### What needs to be done
Pick out every line of the entries below where "impl" occurs, and copy those lines.

### Available data
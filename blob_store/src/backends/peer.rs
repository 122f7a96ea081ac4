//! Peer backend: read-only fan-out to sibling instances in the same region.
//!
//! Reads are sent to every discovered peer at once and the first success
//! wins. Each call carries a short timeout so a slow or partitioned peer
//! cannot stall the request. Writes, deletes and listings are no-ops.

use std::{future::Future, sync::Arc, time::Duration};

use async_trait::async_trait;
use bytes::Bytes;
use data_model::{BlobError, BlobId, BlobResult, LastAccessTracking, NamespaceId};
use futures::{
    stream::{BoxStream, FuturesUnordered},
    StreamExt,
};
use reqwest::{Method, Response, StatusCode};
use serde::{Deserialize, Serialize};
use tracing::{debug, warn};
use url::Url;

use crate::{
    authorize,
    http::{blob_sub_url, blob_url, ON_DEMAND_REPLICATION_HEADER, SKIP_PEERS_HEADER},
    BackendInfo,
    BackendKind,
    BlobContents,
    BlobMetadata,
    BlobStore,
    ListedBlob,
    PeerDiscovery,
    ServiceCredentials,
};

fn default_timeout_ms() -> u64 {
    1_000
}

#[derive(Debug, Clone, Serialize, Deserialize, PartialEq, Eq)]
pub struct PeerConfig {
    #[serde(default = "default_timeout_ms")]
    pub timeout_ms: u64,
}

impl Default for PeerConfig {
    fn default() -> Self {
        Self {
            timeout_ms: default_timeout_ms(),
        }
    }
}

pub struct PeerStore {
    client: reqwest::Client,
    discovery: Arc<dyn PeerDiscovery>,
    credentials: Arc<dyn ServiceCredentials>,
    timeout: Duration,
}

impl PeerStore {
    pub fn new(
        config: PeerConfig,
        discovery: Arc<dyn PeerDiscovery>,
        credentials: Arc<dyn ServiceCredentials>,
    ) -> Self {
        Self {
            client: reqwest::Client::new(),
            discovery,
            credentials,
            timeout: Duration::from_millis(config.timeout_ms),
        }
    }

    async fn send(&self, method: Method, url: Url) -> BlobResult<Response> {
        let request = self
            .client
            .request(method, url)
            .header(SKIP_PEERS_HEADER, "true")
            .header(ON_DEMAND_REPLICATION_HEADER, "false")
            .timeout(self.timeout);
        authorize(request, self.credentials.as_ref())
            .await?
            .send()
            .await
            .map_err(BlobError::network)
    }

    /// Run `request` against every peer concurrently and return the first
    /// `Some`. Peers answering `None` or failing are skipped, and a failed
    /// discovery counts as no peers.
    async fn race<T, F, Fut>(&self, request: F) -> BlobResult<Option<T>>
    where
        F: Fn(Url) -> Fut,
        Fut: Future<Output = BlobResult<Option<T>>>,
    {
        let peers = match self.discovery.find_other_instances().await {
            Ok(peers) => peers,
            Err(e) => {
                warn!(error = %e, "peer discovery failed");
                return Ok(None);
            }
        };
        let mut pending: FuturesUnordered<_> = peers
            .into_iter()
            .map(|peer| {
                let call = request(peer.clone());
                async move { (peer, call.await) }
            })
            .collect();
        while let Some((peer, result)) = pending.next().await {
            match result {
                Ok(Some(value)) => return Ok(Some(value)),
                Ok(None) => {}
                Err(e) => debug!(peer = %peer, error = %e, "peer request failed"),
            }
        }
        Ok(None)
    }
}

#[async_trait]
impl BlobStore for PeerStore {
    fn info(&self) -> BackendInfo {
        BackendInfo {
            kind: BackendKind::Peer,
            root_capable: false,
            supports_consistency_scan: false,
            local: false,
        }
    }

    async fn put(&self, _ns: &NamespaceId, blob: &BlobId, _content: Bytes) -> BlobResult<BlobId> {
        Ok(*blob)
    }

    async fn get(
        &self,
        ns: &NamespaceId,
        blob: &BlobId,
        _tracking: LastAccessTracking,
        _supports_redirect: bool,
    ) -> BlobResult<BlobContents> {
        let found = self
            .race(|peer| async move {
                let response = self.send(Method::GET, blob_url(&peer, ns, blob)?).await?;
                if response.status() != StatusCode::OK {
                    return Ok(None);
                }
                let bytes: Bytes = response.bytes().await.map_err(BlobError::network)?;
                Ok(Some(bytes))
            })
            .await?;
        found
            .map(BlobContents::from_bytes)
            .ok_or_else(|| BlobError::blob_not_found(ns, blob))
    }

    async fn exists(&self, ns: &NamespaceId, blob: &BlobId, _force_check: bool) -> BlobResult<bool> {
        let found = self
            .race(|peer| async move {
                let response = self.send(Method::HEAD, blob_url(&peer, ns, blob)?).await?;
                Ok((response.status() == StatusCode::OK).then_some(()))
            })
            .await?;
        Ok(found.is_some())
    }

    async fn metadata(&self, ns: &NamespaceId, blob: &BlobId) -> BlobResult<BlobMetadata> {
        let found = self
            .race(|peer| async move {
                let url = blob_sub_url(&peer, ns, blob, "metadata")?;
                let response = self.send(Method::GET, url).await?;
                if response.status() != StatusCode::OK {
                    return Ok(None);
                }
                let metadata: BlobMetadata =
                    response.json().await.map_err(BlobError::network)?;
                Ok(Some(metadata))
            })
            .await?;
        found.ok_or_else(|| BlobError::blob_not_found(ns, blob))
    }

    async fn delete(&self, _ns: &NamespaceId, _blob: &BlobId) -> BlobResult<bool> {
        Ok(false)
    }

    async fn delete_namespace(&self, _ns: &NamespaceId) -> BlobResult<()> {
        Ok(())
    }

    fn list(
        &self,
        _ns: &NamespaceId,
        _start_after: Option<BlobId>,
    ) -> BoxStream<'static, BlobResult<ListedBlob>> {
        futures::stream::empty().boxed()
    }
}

### Response to the task
impl Default for PeerConfig {
impl PeerStore {
impl BlobStore for PeerStore {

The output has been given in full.